# [WHAT YOU NEED TO DO]
All of the data must be printed exactly; please include every line.

(Stored data)
----------------------------------------

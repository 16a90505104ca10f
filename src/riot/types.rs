//! Wire types for the Riot API endpoints we consume
//!
//! Field names follow Riot's camelCase JSON. Only the fields the
//! aggregation pipeline reads are modelled; serde skips the rest.

use serde::Deserialize;

/// Account-V1 response for a Riot ID lookup.
#[derive(Debug, Clone, Deserialize)]
#[serde(rename_all = "camelCase")]
pub struct AccountDto {
    /// Globally unique player identifier
    pub puuid: String,
    /// Current game name, absent for some legacy accounts
    #[serde(default)]
    pub game_name: Option<String>,
    /// Current tag line, absent for some legacy accounts
    #[serde(default)]
    pub tag_line: Option<String>,
}

/// Summoner-V4 response for a PUUID lookup.
#[derive(Debug, Clone, Deserialize)]
#[serde(rename_all = "camelCase")]
pub struct SummonerDto {
    /// Encrypted summoner id, used for league entry lookups
    pub id: String,
    /// Globally unique player identifier
    pub puuid: String,
    /// Summoner level
    pub summoner_level: u32,
}

/// League-V4 entry for one ranked queue.
#[derive(Debug, Clone, Deserialize)]
#[serde(rename_all = "camelCase")]
pub struct LeagueEntryDto {
    /// Queue identifier, e.g. "RANKED_SOLO_5x5"
    pub queue_type: String,
    /// Tier in uppercase, e.g. "GOLD"
    pub tier: String,
    /// Division within the tier, e.g. "II"
    pub rank: String,
    /// Ranked wins this season
    #[serde(default)]
    pub wins: u32,
    /// Ranked losses this season
    #[serde(default)]
    pub losses: u32,
}

/// Match-V5 match detail response.
#[derive(Debug, Clone, Deserialize)]
pub struct MatchDto {
    pub info: MatchInfoDto,
}

/// Game-level data within a match detail.
#[derive(Debug, Clone, Deserialize)]
#[serde(rename_all = "camelCase")]
pub struct MatchInfoDto {
    /// Queue identifier, e.g. 420 for ranked solo
    pub queue_id: u16,
    /// Game length in seconds
    #[serde(default)]
    pub game_duration: i64,
    /// Game creation time in epoch milliseconds
    #[serde(default)]
    pub game_creation: Option<i64>,
    /// Game end time in epoch milliseconds, missing on older records
    #[serde(default)]
    pub game_end_timestamp: Option<i64>,
    pub participants: Vec<ParticipantDto>,
}

/// Per-player data within a match detail.
#[derive(Debug, Clone, Deserialize)]
#[serde(rename_all = "camelCase")]
pub struct ParticipantDto {
    /// Globally unique player identifier
    pub puuid: String,
    /// Champion played, e.g. "Ahri"
    pub champion_name: String,
    /// Team identifier, 100 or 200
    pub team_id: u16,
    /// Assigned lane, e.g. "MIDDLE", may be empty
    #[serde(default)]
    pub team_position: String,
    /// Legacy role field used as a fallback for lane resolution
    #[serde(default)]
    pub role: String,
    pub kills: u32,
    pub deaths: u32,
    pub assists: u32,
    #[serde(default)]
    pub total_minions_killed: u32,
    #[serde(default)]
    pub neutral_minions_killed: u32,
    #[serde(default)]
    pub total_damage_dealt_to_champions: u32,
    #[serde(default)]
    pub vision_score: u32,
    pub win: bool,
}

----------------------------------------

# [PROBLEM SOLUTION]
repository 16a90505104ca10f
filename src/riot/types.rs
//! Wire types for the Riot API endpoints we consume
//!
//! Field names follow Riot's camelCase JSON. Only the fields the
//! aggregation pipeline reads are modelled; serde skips the rest.

use serde::Deserialize;

/// Account-V1 response for a Riot ID lookup.
#[derive(Debug, Clone, Deserialize)]
#[serde(rename_all = "camelCase")]
pub struct AccountDto {
    /// Globally unique player identifier
    pub puuid: String,
    /// Current game name, absent for some legacy accounts
    #[serde(default)]
    pub game_name: Option<String>,
    /// Current tag line, absent for some legacy accounts
    #[serde(default)]
    pub tag_line: Option<String>,
}

/// Summoner-V4 response for a PUUID lookup.
#[derive(Debug, Clone, Deserialize)]
#[serde(rename_all = "camelCase")]
pub struct SummonerDto {
    /// Encrypted summoner id, used for league entry lookups
    pub id: String,
    /// Globally unique player identifier
    pub puuid: String,
    /// Summoner level
    pub summoner_level: u32,
}

/// League-V4 entry for one ranked queue.
#[derive(Debug, Clone, Deserialize)]
#[serde(rename_all = "camelCase")]
pub struct LeagueEntryDto {
    /// Queue identifier, e.g. "RANKED_SOLO_5x5"
    pub queue_type: String,
    /// Tier in uppercase, e.g. "GOLD"
    pub tier: String,
    /// Division within the tier, e.g. "II"
    pub rank: String,
    /// Ranked wins this season
    #[serde(default)]
    pub wins: u32,
    /// Ranked losses this season
    #[serde(default)]
    pub losses: u32,
}

/// Match-V5 match detail response.
#[derive(Debug, Clone, Deserialize)]
pub struct MatchDto {
    pub info: MatchInfoDto,
}

/// Game-level data within a match detail.
#[derive(Debug, Clone, Deserialize)]
#[serde(rename_all = "camelCase")]
pub struct MatchInfoDto {
    /// Queue identifier, e.g. 420 for ranked solo
    pub queue_id: u16,
    /// Game length in seconds
    #[serde(default)]
    pub game_duration: i64,
    /// Game creation time in epoch milliseconds
    #[serde(default)]
    pub game_creation: Option<i64>,
    /// Game end time in epoch milliseconds, missing on older records
    #[serde(default)]
    pub game_end_timestamp: Option<i64>,
    pub participants: Vec<ParticipantDto>,
}

/// Per-player data within a match detail.
#[derive(Debug, Clone, Deserialize)]
#[serde(rename_all = "camelCase")]
pub struct ParticipantDto {
    /// Globally unique player identifier
    pub puuid: String,
    /// Champion played, e.g. "Ahri"
    pub champion_name: String,
    /// Team identifier, 100 or 200
    pub team_id: u16,
    /// Assigned lane, e.g. "MIDDLE", may be empty
    #[serde(default)]
    pub team_position: String,
    /// Legacy role field used as a fallback for lane resolution
    #[serde(default)]
    pub role: String,
    pub kills: u32,
    pub deaths: u32,
    pub assists: u32,
    #[serde(default)]
    pub total_minions_killed: u32,
    #[serde(default)]
    pub neutral_minions_killed: u32,
    #[serde(default)]
    pub total_damage_dealt_to_champions: u32,
    #[serde(default)]
    pub vision_score: u32,
    pub win: bool,
}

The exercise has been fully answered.